American government official (born 1973)

Derek D. Barrs (born March 16, 1973) is an American government official currently serving as the eighth administrator of the Federal Motor Carrier Safety Administration.

== Early life and education ==
Barrs was born in Valdosta, Georgia.
He attended North Florida Community College, graduating in 1997 with an associate's degree in Criminal justice. He later attended Flagler College graduating in 2012 with a bachelor's degree in Public administration.

== Career ==
Barrs began his service in law enforcement in 1991 as a deputy sheriff in Madison County, Florida. In 2001, Deputy Barrs joined the Florida Highway Patrol retiring in 2020 as chief.
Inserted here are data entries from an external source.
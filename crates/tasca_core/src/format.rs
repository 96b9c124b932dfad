//! Display helpers shared by the FFI and CLI surfaces.

use crate::model::tasca::PriceLevel;

/// Renders a price tier as repeated euro signs (`€€`).
pub fn format_price_level(level: PriceLevel) -> String {
    "€".repeat(usize::from(level.level()))
}

/// Renders metres below one kilometre, kilometres with one decimal above.
pub fn format_distance(distance_km: f64) -> String {
    if distance_km < 1.0 {
        format!("{} m", (distance_km * 1000.0).round())
    } else {
        format!("{distance_km:.1} km")
    }
}

/// Renders a score with exactly one decimal.
pub fn format_score(score: f64) -> String {
    format!("{score:.1}")
}
//! Tasca (listed place) domain model.
//!
//! # Responsibility
//! - Define the canonical record for one listed place.
//! - Validate user-submitted fields before persistence.
//!
//! # Invariants
//! - `id` is stable and never reused.
//! - `price_level` is always a tier in 1..=3.
//! - `schedule` is a validated `WeeklySchedule`, never raw JSON.

use crate::geo::GeoPoint;
use crate::schedule::WeeklySchedule;
use serde::{Deserialize, Serialize};
use std::error::Error;
use std::fmt::{Display, Formatter};
use uuid::Uuid;

pub type TascaId = Uuid;

const NAME_MIN_CHARS: usize = 3;
const ADDRESS_MIN_CHARS: usize = 5;
const CITY_MIN_CHARS: usize = 2;

/// Price tier shown as one to three euro signs.
#[derive(Debug, Clone, Copy, PartialEq, Eq, PartialOrd, Ord, Hash, Serialize, Deserialize)]
#[serde(try_from = "u8", into = "u8")]
pub enum PriceLevel {
    Cheap,
    Moderate,
    Pricey,
}

impl PriceLevel {
    /// Maps a numeric tier (1..=3).
    pub fn from_level(level: u8) -> Option<Self> {
        match level {
            1 => Some(Self::Cheap),
            2 => Some(Self::Moderate),
            3 => Some(Self::Pricey),
            _ => None,
        }
    }

    pub fn level(self) -> u8 {
        match self {
            Self::Cheap => 1,
            Self::Moderate => 2,
            Self::Pricey => 3,
        }
    }
}

impl TryFrom<u8> for PriceLevel {
    type Error = String;

    fn try_from(value: u8) -> Result<Self, Self::Error> {
        Self::from_level(value).ok_or_else(|| format!("price level must be 1..=3, got {value}"))
    }
}

impl From<PriceLevel> for u8 {
    fn from(value: PriceLevel) -> Self {
        value.level()
    }
}

/// Write-side validation failure for tasca fields.
#[derive(Debug, Clone, PartialEq)]
pub enum TascaValidationError {
    NameTooShort,
    AddressTooShort,
    CityTooShort,
    LatitudeOutOfRange(f64),
    LongitudeOutOfRange(f64),
    InvalidUrl { field: &'static str, value: String },
}

impl Display for TascaValidationError {
    fn fmt(&self, f: &mut Formatter<'_>) -> std::fmt::Result {
        match self {
            Self::NameTooShort => write!(f, "name must have at least {NAME_MIN_CHARS} characters"),
            Self::AddressTooShort => write!(
                f,
                "address must have at least {ADDRESS_MIN_CHARS} characters"
            ),
            Self::CityTooShort => write!(f, "city must have at least {CITY_MIN_CHARS} characters"),
            Self::LatitudeOutOfRange(value) => {
                write!(f, "lat must be within [-90, 90], got {value}")
            }
            Self::LongitudeOutOfRange(value) => {
                write!(f, "lng must be within [-180, 180], got {value}")
            }
            Self::InvalidUrl { field, value } => {
                write!(f, "{field} must be an http(s) URL, got `{value}`")
            }
        }
    }
}

impl Error for TascaValidationError {}

/// Canonical record for one listed place.
#[derive(Debug, Clone, PartialEq, Serialize, Deserialize)]
pub struct Tasca {
    pub id: TascaId,
    pub name: String,
    pub address: String,
    pub city: String,
    pub lat: f64,
    pub lng: f64,
    pub price_level: PriceLevel,
    pub has_menu_of_day: bool,
    pub accepts_cards: bool,
    pub veg_options: bool,
    pub gluten_free: bool,
    /// Free-text, comma-separated tags.
    pub tags_csv: String,
    pub phone: Option<String>,
    pub website: Option<String>,
    pub menu_url: Option<String>,
    pub schedule: WeeklySchedule,
    /// Epoch milliseconds. Stamped by the store when `None`.
    pub created_at: Option<i64>,
    /// Epoch milliseconds. Stamped by the store when `None`.
    pub updated_at: Option<i64>,
    /// Submitted locally, not yet synchronized.
    pub pending_sync: bool,
}

impl Tasca {
    /// Creates a place with a generated ID, no amenities and a closed schedule.
    pub fn new(
        name: impl Into<String>,
        address: impl Into<String>,
        city: impl Into<String>,
        location: GeoPoint,
        price_level: PriceLevel,
    ) -> Self {
        Self::with_id(Uuid::new_v4(), name, address, city, location, price_level)
    }

    /// Creates a place with a caller-provided stable ID.
    pub fn with_id(
        id: TascaId,
        name: impl Into<String>,
        address: impl Into<String>,
        city: impl Into<String>,
        location: GeoPoint,
        price_level: PriceLevel,
    ) -> Self {
        Self {
            id,
            name: name.into(),
            address: address.into(),
            city: city.into(),
            lat: location.lat,
            lng: location.lng,
            price_level,
            has_menu_of_day: false,
            accepts_cards: false,
            veg_options: false,
            gluten_free: false,
            tags_csv: String::new(),
            phone: None,
            website: None,
            menu_url: None,
            schedule: WeeklySchedule::new(),
            created_at: None,
            updated_at: None,
            pending_sync: false,
        }
    }

    pub fn location(&self) -> GeoPoint {
        GeoPoint::new(self.lat, self.lng)
    }

    /// Individual tags, trimmed, blanks dropped.
    pub fn tags(&self) -> Vec<&str> {
        self.tags_csv
            .split(',')
            .map(str::trim)
            .filter(|tag| !tag.is_empty())
            .collect()
    }

    /// Case-insensitive substring check over the raw tag list.
    pub fn tags_contain(&self, fragment: &str) -> bool {
        self.tags_csv
            .to_lowercase()
            .contains(&fragment.to_lowercase())
    }

    /// Validates user-submitted fields.
    pub fn validate(&self) -> Result<(), TascaValidationError> {
        if self.name.trim().chars().count() < NAME_MIN_CHARS {
            return Err(TascaValidationError::NameTooShort);
        }
        if self.address.trim().chars().count() < ADDRESS_MIN_CHARS {
            return Err(TascaValidationError::AddressTooShort);
        }
        if self.city.trim().chars().count() < CITY_MIN_CHARS {
            return Err(TascaValidationError::CityTooShort);
        }
        if !(-90.0..=90.0).contains(&self.lat) {
            return Err(TascaValidationError::LatitudeOutOfRange(self.lat));
        }
        if !(-180.0..=180.0).contains(&self.lng) {
            return Err(TascaValidationError::LongitudeOutOfRange(self.lng));
        }
        validate_url("website", self.website.as_deref())?;
        validate_url("menu_url", self.menu_url.as_deref())?;
        Ok(())
    }
}

fn validate_url(field: &'static str, value: Option<&str>) -> Result<(), TascaValidationError> {
    let Some(value) = value else {
        return Ok(());
    };
    let rest = value
        .strip_prefix("https://")
        .or_else(|| value.strip_prefix("http://"));
    match rest {
        Some(host) if !host.is_empty() && !host.contains(char::is_whitespace) => Ok(()),
        _ => Err(TascaValidationError::InvalidUrl {
            field,
            value: value.to_string(),
        }),
    }
}
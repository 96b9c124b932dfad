//! Review (rating) domain model.
//!
//! # Invariants
//! - A review belongs to exactly one tasca.
//! - Reviews are immutable once stored.

use crate::model::tasca::TascaId;
use crate::score::RatingDimensions;
use serde::{Deserialize, Serialize};
use std::error::Error;
use std::fmt::{Display, Formatter};
use uuid::Uuid;

pub type ReviewId = Uuid;

const NICK_MIN_CHARS: usize = 2;
const COMMENT_MAX_CHARS: usize = 280;
const SCORE_MIN: f64 = 0.0;
const SCORE_MAX: f64 = 5.0;

/// Write-side validation failure for review fields.
#[derive(Debug, Clone, PartialEq)]
pub enum ReviewValidationError {
    NickTooShort,
    ScoreOutOfRange { dimension: &'static str, value: f64 },
    CommentTooLong(usize),
}

impl Display for ReviewValidationError {
    fn fmt(&self, f: &mut Formatter<'_>) -> std::fmt::Result {
        match self {
            Self::NickTooShort => {
                write!(f, "user_nick must have at least {NICK_MIN_CHARS} characters")
            }
            Self::ScoreOutOfRange { dimension, value } => {
                write!(f, "{dimension} must be within [0, 5], got {value}")
            }
            Self::CommentTooLong(len) => write!(
                f,
                "comment must have at most {COMMENT_MAX_CHARS} characters, got {len}"
            ),
        }
    }
}

impl Error for ReviewValidationError {}

/// One user's three-dimension rating of a tasca.
#[derive(Debug, Clone, PartialEq, Serialize, Deserialize)]
pub struct Review {
    pub id: ReviewId,
    pub tasca_id: TascaId,
    pub user_nick: String,
    pub comida: f64,
    pub ambiente: f64,
    pub preco_justo: f64,
    pub comment: String,
    /// Epoch milliseconds. Stamped by the store when `None`.
    pub created_at: Option<i64>,
    pub pending_sync: bool,
}

impl Review {
    /// Creates a review with a generated ID.
    pub fn new(
        tasca_id: TascaId,
        user_nick: impl Into<String>,
        comida: f64,
        ambiente: f64,
        preco_justo: f64,
        comment: impl Into<String>,
    ) -> Self {
        Self {
            id: Uuid::new_v4(),
            tasca_id,
            user_nick: user_nick.into(),
            comida,
            ambiente,
            preco_justo,
            comment: comment.into(),
            created_at: None,
            pending_sync: false,
        }
    }

    /// Validates user-submitted fields.
    ///
    /// Half-point granularity is a UI convention and is not enforced.
    pub fn validate(&self) -> Result<(), ReviewValidationError> {
        if self.user_nick.trim().chars().count() < NICK_MIN_CHARS {
            return Err(ReviewValidationError::NickTooShort);
        }
        for (dimension, value) in [
            ("comida", self.comida),
            ("ambiente", self.ambiente),
            ("preco_justo", self.preco_justo),
        ] {
            if !(SCORE_MIN..=SCORE_MAX).contains(&value) {
                return Err(ReviewValidationError::ScoreOutOfRange { dimension, value });
            }
        }
        let comment_len = self.comment.chars().count();
        if comment_len > COMMENT_MAX_CHARS {
            return Err(ReviewValidationError::CommentTooLong(comment_len));
        }
        Ok(())
    }
}

impl RatingDimensions for Review {
    fn comida(&self) -> f64 {
        self.comida
    }

    fn ambiente(&self) -> f64 {
        self.ambiente
    }

    fn preco_justo(&self) -> f64 {
        self.preco_justo
    }
}

#[cfg(test)]
mod tests {
    use super::{Review, ReviewValidationError};
    use uuid::Uuid;

    fn sample() -> Review {
        Review::new(Uuid::new_v4(), "Tripeiro", 4.5, 4.0, 3.5, "Tripas de comer e chorar")
    }

    #[test]
    fn valid_review_passes() {
        assert_eq!(sample().validate(), Ok(()));
    }

    #[test]
    fn scores_outside_zero_to_five_are_rejected() {
        let mut review = sample();
        review.ambiente = 5.5;
        assert_eq!(
            review.validate(),
            Err(ReviewValidationError::ScoreOutOfRange {
                dimension: "ambiente",
                value: 5.5
            })
        );
    }

    #[test]
    fn long_comment_and_short_nick_are_rejected() {
        let mut review = sample();
        review.comment = "x".repeat(281);
        assert_eq!(
            review.validate(),
            Err(ReviewValidationError::CommentTooLong(281))
        );

        let mut review = sample();
        review.user_nick = "a".to_string();
        assert_eq!(review.validate(), Err(ReviewValidationError::NickTooShort));
    }
}
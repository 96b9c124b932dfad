//! Connection bootstrap utilities for SQLite.
//!
//! # Responsibility
//! - Open file or in-memory SQLite connections.
//! - Configure connection pragmas required by core behavior.
//! - Trigger schema migrations before returning a usable connection.
//!
//! # Invariants
//! - Returned connections have `foreign_keys=ON`.
//! - Returned connections have migrations fully applied.
//! - Seeding is a separate explicit step (`seed::seed_if_empty`).

use super::migrations::apply_migrations;
use super::DbResult;
use log::{error, info};
use rusqlite::Connection;
use std::path::Path;
use std::time::{Duration, Instant};

const BUSY_TIMEOUT: Duration = Duration::from_secs(5);

/// Opens a SQLite database file and applies all pending migrations.
///
/// # Side effects
/// - Creates the file when missing.
/// - Emits `db_open` logging events with duration and status.
pub fn open_db(path: impl AsRef<Path>) -> DbResult<Connection> {
    open_with("file", || Connection::open(path))
}

/// Opens an in-memory SQLite database and applies all pending migrations.
///
/// # Side effects
/// - Emits `db_open` logging events with duration and status.
pub fn open_db_in_memory() -> DbResult<Connection> {
    open_with("memory", Connection::open_in_memory)
}

fn open_with(
    mode: &'static str,
    open: impl FnOnce() -> rusqlite::Result<Connection>,
) -> DbResult<Connection> {
    let started_at = Instant::now();
    info!("event=db_open module=db status=start mode={mode}");

    let mut conn = match open() {
        Ok(conn) => conn,
        Err(err) => {
            error!(
                "event=db_open module=db status=error mode={mode} duration_ms={} error_code=db_open_failed error={}",
                started_at.elapsed().as_millis(),
                err
            );
            return Err(err.into());
        }
    };

    match bootstrap_connection(&mut conn) {
        Ok(()) => {
            info!(
                "event=db_open module=db status=ok mode={mode} duration_ms={}",
                started_at.elapsed().as_millis()
            );
            Ok(conn)
        }
        Err(err) => {
            error!(
                "event=db_open module=db status=error mode={mode} duration_ms={} error_code=db_bootstrap_failed error={}",
                started_at.elapsed().as_millis(),
                err
            );
            Err(err)
        }
    }
}

fn bootstrap_connection(conn: &mut Connection) -> DbResult<()> {
    conn.execute_batch("PRAGMA foreign_keys = ON;")?;
    conn.busy_timeout(BUSY_TIMEOUT)?;
    apply_migrations(conn)?;
    Ok(())
}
Outside of law enforcement, Barrs served his Florida community as a high school football coach and mentor.

In the business world, Barrs was employed by the HNTB Corporation. During his five-year career at HNTB, Barrs rose from deputy program manager to associate vice president.

In July 2024, Barrs ran for a seat on the Flagler County District 3 school board. He began his membership on the District 1 school board in November 2024.

On October 7, 2025, Barrs was confirmed as the 8th Administrator of the Federal Motor Carrier Safety Administration.

==Personal life==
Barrs has two children, a son serving in the United States Army and a daughter.